Samsung are currently building a new fab in Taylor, Texas, set to be completed in 2024. The Texas plant will make chips smaller than 7nm. The company already have one production plant in Texas that manufactures larger dies.
Shanghai-based Semiconductor Manufacturing International Corp (SMIC) produce 7nm-like chips. It is debated whether or not these chips are used in AvalonMiner.
The firm had planned to open a US foundry, but were unable as they are on a US government blacklist. The US alleges SMIC has ties to China’s military, SMIC denies the claims. SMIC are instead constructing a sub-14nm plant in Shanghai and hope to ramp up production soon.
US-owned Intel were stalled at 14nm for years, but worked to advance their technology to a 7nm-like process in 2021. Intel plan to open two fabrication plants in Arizona, and begin mass production of 7nm chips from 2024. Currently the company does not make bitcoin ASICs, but maybe in the future they will?
From this investigation we find that it is likely that the Antminer S19 XP use 5nm ASICs. Also, we believe that the S19 Pro uses 7nm TSMC chips, but this is debatable. And, we are left wondering if the S15 was really a 16nm, and not a 7nm as widely believed.
Furthermore, Bitcoin’s ASIC technology is slowing as chips are getting smaller and harder to improve. But other engineering solutions like immersion cooling will continue to push the terahashing and efficiency capabilities of ASICs.

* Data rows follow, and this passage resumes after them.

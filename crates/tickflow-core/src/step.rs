//! The step capability set handed to workflow handlers.
//!
//! Every method assigns the op a deterministic identity, pushes it onto the
//! current tick's discovery batch, and suspends the caller on a gate until
//! the driver classifies the batch. Already-memoized ops resume with their
//! stored outcome; new immediate ops resume after inline execution; scheduled
//! ops stay parked until a queue wakeup resolves them in a later tick.

use std::sync::atomic::{AtomicBool, AtomicUsize, Ordering};
use std::sync::{Arc, Mutex, MutexGuard};
use std::time::Duration;

use chrono::{DateTime, Utc};
use futures_util::future::BoxFuture;
use serde::Serialize;
use serde::de::DeserializeOwned;
use serde::Deserialize;
use serde_json::Value;
use tickflow_types::error::JsonError;
use tickflow_types::op::{OpConfig, OpId};

use crate::gate::{Gate, gate_pair};
use crate::ident::OpIdFactory;
use crate::validate::InputValidator;

/// Error name for op outputs that fail JSON conversion.
pub const SERIALIZATION_ERROR: &str = "SerializationError";

/// A deferred immediate-op handler, run at most once per attempt.
pub type BoxedOpHandler =
    Box<dyn FnOnce() -> BoxFuture<'static, Result<Value, JsonError>> + Send>;

// ---------------------------------------------------------------------------
// Tick state
// ---------------------------------------------------------------------------

/// Mutable state shared between the step handle and the discovery loop for
/// the duration of one tick.
#[derive(Default)]
pub(crate) struct TickState {
    pub(crate) batch: Vec<FoundOp>,
    pub(crate) ids: OpIdFactory,
}

pub(crate) type TickStateHandle = Arc<Mutex<TickState>>;

pub(crate) fn lock_state(state: &TickStateHandle) -> MutexGuard<'_, TickState> {
    state.lock().unwrap_or_else(|poisoned| poisoned.into_inner())
}

/// An op discovered during the current tick, not yet classified.
pub struct FoundOp {
    pub config: OpConfig,
    pub op_id: OpId,
    pub(crate) handler: Option<BoxedOpHandler>,
    pub(crate) gate: Gate,
    pub(crate) executing: Arc<AtomicBool>,
}

impl FoundOp {
    pub fn has_handler(&self) -> bool {
        self.handler.is_some()
    }

    /// Resume the workflow future with a memoized outcome.
    pub(crate) fn release(self, outcome: Result<Value, JsonError>) {
        self.gate.release(outcome);
    }
}

impl std::fmt::Debug for FoundOp {
    fn fmt(&self, f: &mut std::fmt::Formatter<'_>) -> std::fmt::Result {
        f.debug_struct("FoundOp")
            .field("op_id", &self.op_id)
            .field("config", &self.config)
            .field("has_handler", &self.handler.is_some())
            .finish_non_exhaustive()
    }
}

// ---------------------------------------------------------------------------
// Options and payloads
// ---------------------------------------------------------------------------

/// Options for [`Step::wait_for_signal`].
#[derive(Clone)]
pub struct SignalOpts {
    pub signal: String,
    pub timeout: Duration,
    /// Optional payload validator. `None` passes payloads through as-is.
    pub schema: Option<Arc<dyn InputValidator>>,
}

impl SignalOpts {
    pub fn new(signal: impl Into<String>, timeout: Duration) -> Self {
        Self {
            signal: signal.into(),
            timeout,
            schema: None,
        }
    }

    pub fn with_schema(mut self, schema: Arc<dyn InputValidator>) -> Self {
        self.schema = Some(schema);
        self
    }
}

impl std::fmt::Debug for SignalOpts {
    fn fmt(&self, f: &mut std::fmt::Formatter<'_>) -> std::fmt::Result {
        f.debug_struct("SignalOpts")
            .field("signal", &self.signal)
            .field("timeout", &self.timeout)
            .field("has_schema", &self.schema.is_some())
            .finish()
    }
}

/// What a resolved signal wait returns.
#[derive(Debug, Clone, PartialEq, Serialize, Deserialize)]
pub struct SignalPayload {
    pub data: Value,
    pub signal: String,
}

/// Options for [`Step::invoke_workflow`].
#[derive(Debug, Clone)]
pub struct InvokeOpts {
    pub workflow: String,
    pub input: Value,
    pub timeout: Duration,
}

// ---------------------------------------------------------------------------
// Step
// ---------------------------------------------------------------------------

/// The capability handle workflow code calls ops through.
///
/// Cheap to clone; clones share the same tick.
#[derive(Clone)]
pub struct Step {
    state: TickStateHandle,
    pending: Arc<AtomicUsize>,
    executing: Arc<AtomicBool>,
}

impl Step {
    pub(crate) fn new(
        state: TickStateHandle,
        pending: Arc<AtomicUsize>,
        executing: Arc<AtomicBool>,
    ) -> Self {
        Self {
            state,
            pending,
            executing,
        }
    }

    /// Run a unit of work at most once for this op identity.
    ///
    /// On replay the memoized output (or error) is returned without calling
    /// `f` again.
    pub async fn run<T, F, Fut>(&self, id: &str, f: F) -> Result<T, JsonError>
    where
        T: Serialize + DeserializeOwned + Send + 'static,
        F: FnOnce() -> Fut + Send + 'static,
        Fut: std::future::Future<Output = Result<T, JsonError>> + Send + 'static,
    {
        let handler: BoxedOpHandler = Box::new(move || {
            Box::pin(async move {
                let output = f().await?;
                serde_json::to_value(output)
                    .map_err(|e| JsonError::non_retryable(SERIALIZATION_ERROR, e.to_string()))
            })
        });
        let value = self.push_op(id, OpConfig::run(), Some(handler)).await?;
        serde_json::from_value(value)
            .map_err(|e| JsonError::non_retryable(SERIALIZATION_ERROR, e.to_string()))
    }

    /// Suspend the run for a duration of wall-clock time.
    pub async fn sleep(&self, id: &str, duration: Duration) -> Result<(), JsonError> {
        let until = Utc::now() + chrono::Duration::milliseconds(duration.as_millis() as i64);
        self.sleep_until(id, until).await
    }

    /// Suspend the run until a wall-clock instant.
    pub async fn sleep_until(&self, id: &str, until: DateTime<Utc>) -> Result<(), JsonError> {
        self.push_op(id, OpConfig::sleep(until), None).await?;
        Ok(())
    }

    /// Suspend until an external signal arrives, or fail with a
    /// `SignalTimeoutError` when the timeout fires first.
    ///
    /// When `opts.schema` is set, the delivered payload runs through it on
    /// every replay; a rejection becomes a non-retryable
    /// `InvalidInputError`.
    pub async fn wait_for_signal(
        &self,
        id: &str,
        opts: SignalOpts,
    ) -> Result<SignalPayload, JsonError> {
        let SignalOpts {
            signal,
            timeout,
            schema,
        } = opts;
        let config = OpConfig::wait_for_signal(signal, timeout.as_millis() as u64);
        let value = self.push_op(id, config, None).await?;
        let mut payload: SignalPayload = serde_json::from_value(value)
            .map_err(|e| JsonError::non_retryable(SERIALIZATION_ERROR, e.to_string()))?;
        if let Some(schema) = schema {
            payload.data = schema
                .validate(&payload.data)
                .map_err(|issues| JsonError::invalid_input(&issues))?;
        }
        Ok(payload)
    }

    /// Start a child run and suspend until it finishes, or fail with an
    /// `InvokeTimeoutError` when the timeout fires first.
    pub async fn invoke_workflow(&self, id: &str, opts: InvokeOpts) -> Result<Value, JsonError> {
        let config =
            OpConfig::invoke_workflow(opts.workflow, opts.input, opts.timeout.as_millis() as u64);
        self.push_op(id, config, None).await
    }

    async fn push_op(
        &self,
        id: &str,
        config: OpConfig,
        handler: Option<BoxedOpHandler>,
    ) -> Result<Value, JsonError> {
        // Ops cannot nest: an op triggered while another op of the same tick
        // is executing is a programming error, never retried.
        if self.executing.load(Ordering::SeqCst) {
            return Err(JsonError::nested_op(id));
        }
        let waiter = {
            let mut state = lock_state(&self.state);
            let op_id = state.ids.next(id);
            let (gate, waiter) = gate_pair(&self.pending);
            state.batch.push(FoundOp {
                config,
                op_id,
                handler,
                gate,
                executing: Arc::clone(&self.executing),
            });
            waiter
        };
        waiter.wait().await
    }
}

#[cfg(test)]
mod tests {
    use super::*;
    use futures_util::FutureExt;
    use serde_json::json;

    fn test_step() -> (Step, TickStateHandle, Arc<AtomicUsize>) {
        let state: TickStateHandle = Arc::new(Mutex::new(TickState::default()));
        let pending = Arc::new(AtomicUsize::new(0));
        let executing = Arc::new(AtomicBool::new(false));
        let step = Step::new(Arc::clone(&state), Arc::clone(&pending), executing);
        (step, state, pending)
    }

    #[tokio::test]
    async fn run_pushes_an_immediate_op_and_parks() {
        let (step, state, pending) = test_step();

        let mut fut = Box::pin(step.run::<i64, _, _>("add", || async { Ok(41 + 1) }));
        assert!(fut.as_mut().now_or_never().is_none());
        assert_eq!(pending.load(Ordering::SeqCst), 1);

        let mut batch = std::mem::take(&mut lock_state(&state).batch);
        assert_eq!(batch.len(), 1);
        let found = batch.remove(0);
        assert_eq!(found.op_id.id, "add");
        assert!(found.has_handler());

        found.release(Ok(json!(42)));
        assert_eq!(fut.now_or_never().unwrap().unwrap(), 42);
    }

    #[tokio::test]
    async fn scheduled_ops_carry_no_handler() {
        let (step, state, _pending) = test_step();

        let fut = step.sleep("nap", Duration::from_millis(500));
        assert!(Box::pin(fut).as_mut().now_or_never().is_none());

        let batch = &lock_state(&state).batch;
        assert_eq!(batch.len(), 1);
        assert!(!batch[0].has_handler());
        assert_eq!(batch[0].config.kind_label(), "sleep");
    }

    #[tokio::test]
    async fn nested_op_is_rejected() {
        let (step, _state, _pending) = test_step();
        step.executing.store(true, Ordering::SeqCst);

        let err = step
            .run::<i64, _, _>("inner", || async { Ok(1) })
            .await
            .unwrap_err();
        assert!(!err.can_retry);
        assert!(err.name.contains("NestedOp"));
    }

    #[tokio::test]
    async fn duplicate_ids_index_in_call_order() {
        let (step, state, _pending) = test_step();

        let _a = Box::pin(step.run::<i64, _, _>("poll", || async { Ok(1) }))
            .as_mut()
            .now_or_never();
        let _b = Box::pin(step.run::<i64, _, _>("poll", || async { Ok(2) }))
            .as_mut()
            .now_or_never();

        let batch = &lock_state(&state).batch;
        assert_eq!(batch.len(), 2);
        assert_eq!(batch[0].op_id.index, 0);
        assert_eq!(batch[1].op_id.index, 1);
        assert_ne!(batch[0].op_id.hashed, batch[1].op_id.hashed);
    }
}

Lastly, microchip production is bottlenecked thanks to the global chip shortage and the increased demand across several industries. Top foundries are building out fabrication capacity, but the majority of these new facilities will not produce wafers until 2024. Thus, due to squeezed chip supply, bitcoin mining manufacturers may have limited production of new bitcoin mining rigs in the short-term.